II. Objecto do recurso Como é sabido, sem prejuízo das questões que o Tribunal ad quem possa ou deva conhecer oficiosamente, é pelas conclusões com que o recorrente remate a sua alegação (aí indicando, de forma sintética, os fundamentos por que pede a alteração ou anulação da decisão recorrida: artigo 639°, n°1 do C.P.C.) que se determina o âmbito de intervenção do tribunal ad quem. Assim, e pese embora na falta de especificação no requerimento de interposição se deva entender que este abrange tudo o que na parte dispositiva da sentença for desfavorável ao recorrente (artigo 635°, n°2 do C.P.C.), esse objecto, assim delimitado, pode vir a ser restringido (expressa ou tacitamente) nas conclusões da alegação (n°3 do mesmo artigo 635°), pelo que, todas as questões de mérito que tenham sido objecto de julgamento na sentença recorrida e que não sejam abordadas nas conclusões da alegação do recorrente, mostrando-se objectiva e materialmente excluídas dessas conclusões, devem considerar-se definitivamente decididas e, consequentemente, delas não pode conhecer o Tribunal de recurso. Acresce que, constituindo o recurso um meio impugnatório de decisões judiciais, neste apenas se pode pretender, salvo a já mencionada situação de questões de conhecimento oficioso, a reapreciação do decidido e não a prolação de decisão sobre matéria não submetida à apreciação do Tribunal a quo. Atento o exposto, e tendo por referência ambos os recursos jurisdicionais, são as seguintes as questões a apreciar: - Se a sentença recorrida errou no julgamento que fez, por dos factos apurados não ser possível extrair a conclusão de que os dezanove aerogeradores em referência, operam conjuntamente com os catorze situados no Município de ... e que em conjunto formam um «parque eólico»; - Independentemente da resposta dada à questão anterior, saber se a o Tribunal a quo errou ao decidir que cada aerogerador, per se, não constitui um prédio nos termos em que o mesmo se encontra definido no artigo 2º do CIMI. - Sendo afirmativa a resposta dada à questão antecedente, saber se a sapata e a torre constituem um prédio para efeitos do preceituado no artigo 2.º do CIMI.
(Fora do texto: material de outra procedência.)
//! Shared fixtures for integration tests.

use customer_api::domain::customer::{Address, ContactInfo, Customer};
use customer_api::domain::types::Industry;
use customer_api::repository::memory::InMemoryCustomerRepository;

pub fn customer(id: i32, employees: u32, industry: Industry) -> Customer {
    Customer {
        id,
        name: format!("Customer #{id}"),
        employees,
        industry,
        contact_info: Some(ContactInfo {
            name: format!("Contact #{id}"),
            email: format!("contact{id}@example.com"),
        }),
        address: Some(Address {
            street: format!("{id} Main St"),
            city: "Springfield".to_string(),
            state: "IL".to_string(),
            zip_code: "62701".to_string(),
            country: "United States of America".to_string(),
        }),
    }
}

pub fn customer_without_contacts(id: i32, employees: u32, industry: Industry) -> Customer {
    Customer {
        contact_info: None,
        address: None,
        ..customer(id, employees, industry)
    }
}

/// Twelve customers covering every size bucket and industry, in id order.
pub fn sample_customers() -> Vec<Customer> {
    vec![
        customer(1, 10, Industry::Logistics),
        customer(2, 150, Industry::Technology),
        customer_without_contacts(3, 99, Industry::Retail),
        customer(4, 100, Industry::HR),
        customer(5, 999, Industry::Technology),
        customer(6, 1000, Industry::Finance),
        customer_without_contacts(7, 9999, Industry::Logistics),
        customer(8, 10000, Industry::Technology),
        customer(9, 49999, Industry::Retail),
        customer(10, 50000, Industry::Finance),
        customer(11, 75000, Industry::Technology),
        customer(12, 450, Industry::HR),
    ]
}

pub fn sample_repo() -> InMemoryCustomerRepository {
    InMemoryCustomerRepository::new(sample_customers())
}
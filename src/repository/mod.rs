//! Read-side access to the externally-owned customer collection.

use crate::domain::customer::Customer;
use crate::repository::errors::RepositoryResult;

pub mod errors;
pub mod memory;
#[cfg(any(test, feature = "test-mocks"))]
pub mod mock;

/// Read access to the customer collection.
///
/// The service always reads the full set and does its own filtering and
/// pagination; implementations only have to return every record in source
/// order.
pub trait CustomerReader {
    fn list_customers(&self) -> RepositoryResult<Vec<Customer>>;
}
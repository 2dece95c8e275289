//! Search endpoint

use std::sync::Arc;

use axum::{
    extract::{Query, State},
    http::StatusCode,
    response::IntoResponse,
    Json,
};
use serde::Deserialize;
use tracing::error;

use super::{ApiError, ApiResponse};
use crate::api::state::AppState;
use crate::types::Field;

/// Message shown when a backend failure aborts a search
pub const SEARCH_FAILED_MESSAGE: &str = "An error occurred while searching. Please try again.";

/// Query parameters for search
#[derive(Debug, Deserialize)]
pub struct SearchParams {
    /// Search query string
    #[serde(default)]
    pub q: String,
    /// exact | fuzzy | semantic | hybrid (anything else means exact)
    pub mode: Option<String>,
    /// title | content | topic | all
    pub field: Option<String>,
}

/// GET /api/search - Search posts
pub async fn search_posts(
    State(state): State<Arc<AppState>>,
    Query(params): Query<SearchParams>,
) -> impl IntoResponse {
    if params.q.trim().is_empty() {
        let error = ApiError::bad_request("Query parameter 'q' is required");
        return (StatusCode::BAD_REQUEST, Json(error)).into_response();
    }

    let field = match params.field.as_deref().map(str::parse::<Field>) {
        None => None,
        Some(Ok(field)) => Some(field),
        Some(Err(e)) => {
            return (StatusCode::BAD_REQUEST, Json(ApiError::bad_request(e))).into_response();
        }
    };

    match state
        .engine
        .search_with_mode_str(&params.q, params.mode.as_deref(), field)
        .await
    {
        Ok(posts) => {
            let total = posts.len();
            (StatusCode::OK, Json(ApiResponse::with_total(posts, total))).into_response()
        }
        Err(e) => {
            error!(error = %e, query = %params.q, "Search failed");
            let error = ApiError::internal(SEARCH_FAILED_MESSAGE);
            (StatusCode::INTERNAL_SERVER_ERROR, Json(error)).into_response()
        }
    }
}
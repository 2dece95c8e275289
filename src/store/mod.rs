//! Document Store - in-memory post collection
//!
//! Posts are kept in insertion order with an id → position map for
//! upserts. Readers take a snapshot under a shared lock; upsert holds the
//! write lock only for the duration of the swap.

use std::collections::HashMap;
use std::fs;
use std::path::Path;

use parking_lot::RwLock;
use tracing::{debug, info};

use crate::error::Result;
use crate::types::{Post, PostCollection};

/// Seed collection shipped with the crate
pub const DEFAULT_SEED: &str = include_str!("../../data/posts.json");

#[derive(Debug, Default)]
struct Inner {
    posts: Vec<Post>,
    positions: HashMap<u64, usize>,
}

/// Thread-safe in-memory store of indexed posts
#[derive(Debug, Default)]
pub struct DocumentStore {
    inner: RwLock<Inner>,
}

impl DocumentStore {
    /// Create an empty store
    pub fn new() -> Self {
        Self::default()
    }

    /// Create a store from a list of posts (later duplicates replace earlier ones)
    pub fn with_posts(posts: Vec<Post>) -> Self {
        let store = Self::new();
        for post in posts {
            store.upsert(post);
        }
        store
    }

    /// Build a store from a `{"posts": [...]}` JSON document
    pub fn from_seed_json(json: &str) -> Result<Self> {
        let collection: PostCollection = serde_json::from_str(json)?;
        let store = Self::with_posts(collection.posts);
        info!(posts = store.len(), "Seeded document store");
        Ok(store)
    }

    /// Build a store from a seed file on disk
    pub fn load_seed_file(path: impl AsRef<Path>) -> Result<Self> {
        let path = path.as_ref();
        debug!(path = %path.display(), "Loading seed posts");
        let content = fs::read_to_string(path)?;
        Self::from_seed_json(&content)
    }

    /// Build a store from the built-in seed collection
    pub fn with_default_seed() -> Result<Self> {
        Self::from_seed_json(DEFAULT_SEED)
    }

    /// Insert a post, or replace the post with the same id in place.
    /// Returns true when an existing post was replaced.
    pub fn upsert(&self, post: Post) -> bool {
        let mut inner = self.inner.write();
        let id = post.id;

        if let Some(&pos) = inner.positions.get(&id) {
            inner.posts[pos] = post;
            debug!(id, "Replaced post");
            true
        } else {
            let pos = inner.posts.len();
            inner.posts.push(post);
            inner.positions.insert(id, pos);
            debug!(id, "Inserted post");
            false
        }
    }

    /// Snapshot of all posts in store order
    pub fn all(&self) -> Vec<Post> {
        self.inner.read().posts.clone()
    }

    /// Get a single post by id
    pub fn get(&self, id: u64) -> Option<Post> {
        let inner = self.inner.read();
        inner.positions.get(&id).map(|&pos| inner.posts[pos].clone())
    }

    pub fn len(&self) -> usize {
        self.inner.read().posts.len()
    }

    pub fn is_empty(&self) -> bool {
        self.len() == 0
    }
}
III. Fundamentação de Facto 3.1. Em 1ª instância foi dada como provada com relevo para a decisão da causa a factualidade que infra se reproduz: A) A Impugnante é titular do direito ao arrendamento dos seguintes prédios rústicos, os quais se destinam à construção e exploração de Parque Eólico:
(Cfr. contratos de arrendamento juntos com a p.i., de fls. 87 a 153). B) A Impugnante instalou nos terrenos identificados na alínea anterior, 19 aerogeradores (cfr. plantas topográficas juntas como documentos 3, 12 e 15 com a p.i.). C) Através da ordem de serviço interna OI201005554, foi realizada uma ação de inspeção à Impugnante, referente ao exercício de 2009, no âmbito do IMI, tendo sido proferido despacho em 13/12/2011, no qual foi proposto que o serviço de finanças de ... promovesse a avaliação dos parques eólicos situados na área do concelho (cfr. fls. 322 dos autos e fls. 66 a 68 do PA apenso). D) Foram remetidos, pelo Serviço de Finanças de ..., os Ofícios nº1467, 1468 e 1469, de 17/02/2014, notificando a Impugnante para proceder à apresentação das declarações Modelo 1 do IMI, sob pena de “ser efetuada inscrição oficiosa nos termos do nº3 do artigo 13 CIMI” (cfr. fls. 75 a 80 do PA). E) Em 15/04/2014, a AT procedeu à inscrição oficiosa dos aerogeradores na matriz predial urbana, como prédios do tipo “Outros”, e efetuou, em 16/04/2014 a respetiva avaliação, segundo o método do custo, nos seguintes termos:
(cfr. declarações modelo 1 do IMI de fls. 94 a 100 e 1020 a 1028 do PA apenso; comprovativos de 1ª avaliação de fls. indicadas do PA e dos autos, bem como documentos 1 a 19 juntos com a contestação). F) Notificada dos resultados das avaliações oficiosas, a Impugnante solicitou, em 27/05/2014, via e-mail, a segunda avaliação dos prédios acima identificados (cfr. fls. 135 a 139 do PA). G) Em 26/11/2014, realizou-se a diligência de segunda avaliação (cfr. termo de avaliação junto como documento 10 com a p.i.). H) Em resultado da segunda avaliação, foram fixados para cada artigo, correspondente a um aerogerador, o seguinte VPT:
(Cfr. documentos de fls. indicadas dos autos e do PA apenso). I) A Impugnante foi notificada dos atos (Ofícios) identificados na alínea anterior em 02/12/2014 (cfr. fls. 196, 265, 334, 402, 470, 538, 610, 754, 823, 892, 961, 1119, 1188, 1257, 1326, 1436,1505, 1572 e 1621 do PA apenso). J) A presente Impugnação foi remetida ao Tribunal através de Sitaf, em 27/02/2015 (cfr. fls. 2 e 3 dos autos).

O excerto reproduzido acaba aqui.